In many respects, employees with employment agreements seem to have made it to the corporate “Promised Land.”
Through skill and hard work, these employees have distinguished themselves enough to merit individualized attention to the various types of compensation they will receive. However, these agreements may also contain land mines that spring into action when the relationship between the employee and the employer sours.
Consider the recent case of Taylor v. California Voices, LLC, in which the California Court of Appeals upheld the dismissal of Charles Taylor’s complaint against his former employer, holding that Taylor’s employment agreement required him to bring any action for breach in the Eastern District of Pennsylvania. This holding shows yet again that employers can successfully enforce forum selection clauses even when they mandate litigation thousands of miles away (as we’ve previously covered hereand here).
The facts of Taylor’s case show how he ended up having to litigate in Pennsylvania even though he lived and worked in California. Oodle.com originally hired Taylor to be the chief revenue officer at its facility in San Mateo, Calif. QVC, Inc., which is headquartered in West Chester, Penn., then bought Oodle.com, and formed California Voices, a Delaware limited liability company, as a wholly owned subsidiary for the purpose of owning Oodle.com.
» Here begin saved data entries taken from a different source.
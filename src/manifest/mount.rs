//! Mount table entry types.
//!
//! A manifest declares its mounts as a map from absolute target path to
//! mount kind. The engine turns these into concrete mount operations
//! when the container starts.

use crate::container::{Name, Version};
use serde::{Deserialize, Serialize};
use std::collections::BTreeSet;
use std::path::PathBuf;

/// A single mount table entry.
#[derive(Debug, Clone, PartialEq, Eq, Serialize, Deserialize)]
#[serde(tag = "type", rename_all = "snake_case")]
pub enum Mount {
    /// Bind mount of a host path into the container.
    Bind(Bind),
    /// Writable directory persisted across container restarts.
    Persist,
    /// Kernel proc filesystem, mounted read-only.
    Proc,
    /// In-memory tmpfs with a size ceiling.
    Tmpfs(Tmpfs),
    /// Minimal /dev with the standard character devices.
    Dev,
    /// Read-only content provided by another (resource) container.
    Resource(Resource),
}

/// Bind mount parameters.
#[derive(Debug, Clone, PartialEq, Eq, Serialize, Deserialize)]
pub struct Bind {
    /// Host path to bind.
    pub host: PathBuf,
    /// Mount options.
    #[serde(default, skip_serializing_if = "BTreeSet::is_empty")]
    pub options: BTreeSet<MountOption>,
}

/// Tmpfs parameters.
#[derive(Debug, Clone, PartialEq, Eq, Serialize, Deserialize)]
pub struct Tmpfs {
    /// Size ceiling in bytes.
    pub size: u64,
}

/// Reference to content inside a resource container.
#[derive(Debug, Clone, PartialEq, Eq, Serialize, Deserialize)]
pub struct Resource {
    /// Name of the resource container.
    pub name: Name,
    /// Exact version of the resource container.
    pub version: Version,
    /// Directory within the resource container to mount.
    pub dir: PathBuf,
    /// Mount options.
    #[serde(default, skip_serializing_if = "BTreeSet::is_empty")]
    pub options: BTreeSet<MountOption>,
}

/// Mount options.
#[derive(Debug, Clone, Copy, PartialEq, Eq, PartialOrd, Ord, Serialize, Deserialize)]
#[serde(rename_all = "snake_case")]
pub enum MountOption {
    /// Read-write (bind mounts are read-only by default).
    Rw,
    /// Disallow setuid/setgid bits.
    NoSuid,
    /// Disallow execution of binaries.
    NoExec,
    /// Disallow device files.
    NoDev,
}

impl std::fmt::Display for MountOption {
    fn fmt(&self, f: &mut std::fmt::Formatter<'_>) -> std::fmt::Result {
        match self {
            MountOption::Rw => write!(f, "rw"),
            MountOption::NoSuid => write!(f, "nosuid"),
            MountOption::NoExec => write!(f, "noexec"),
            MountOption::NoDev => write!(f, "nodev"),
        }
    }
}

#[cfg(test)]
mod tests {
    use super::*;

    #[test]
    fn test_mount_serde_tagged() {
        let mount = Mount::Tmpfs(Tmpfs { size: 4096 });
        let json = serde_json::to_string(&mount).unwrap();
        assert!(json.contains("\"type\":\"tmpfs\""));
        assert!(json.contains("\"size\":4096"));

        let back: Mount = serde_json::from_str(&json).unwrap();
        assert_eq!(mount, back);
    }

    #[test]
    fn test_bind_options_default_empty() {
        let json = r#"{"type":"bind","host":"/lib"}"#;
        let mount: Mount = serde_json::from_str(json).unwrap();
        match mount {
            Mount::Bind(bind) => assert!(bind.options.is_empty()),
            _ => panic!("expected bind"),
        }
    }
}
California Voices then hired Taylor and offered him a lucrative compensation package. However, to get the compensation, he had to consent to the exclusive jurisdiction of the courts in Pennsylvania and agree that Pennsylvania law would govern the interpretation of the agreement.
After Taylor was involuntarily discharged, he sued in California alleging claims for breach of contract, violations of the California Labor Code, wrongful termination, and fraud. California Voices moved to dismiss the complaint on the basis that the breach of contract action could be brought only in Pennsylvania as a result of the parties’ agreement. The trial court agreed and dismissed the complaint. On appeal, Taylor argued that the public policy of the State of California and its interest in enforcing its Labor Code could not be adequately protected in Pennsylvania.
California generally enforces contractual forum selection clauses, regardless of the expense or inconvenience, unless the challenging party can show that enforcement would be unreasonable, diminish the rights of California residents, or violate public policy.
Therefore, the court considered whether Taylor had met that burden. Finding that his claims were in reality based upon breach of the employment agreement and not violations of the Labor Code, the Court determined that the dismissal was appropriate and that any remedy Mr. Taylor will receive under the employment agreement must be determined in a Pennsylvania court.
This decision is instructive because it alerts employees to the very real consequence of signing an employment agreement without considering and negotiating all of the provisions.
To be sure, employees are likely to carefully review those portions of their employment agreements that detail the amount and timing of their compensation. Much less attention is paid to the “fine print” or “boilerplate” provisions. But those provisions can have a very real impact on the employee if he has to litigate over the enforcement of the agreement—such as forcing him to pursue his case in a faraway court.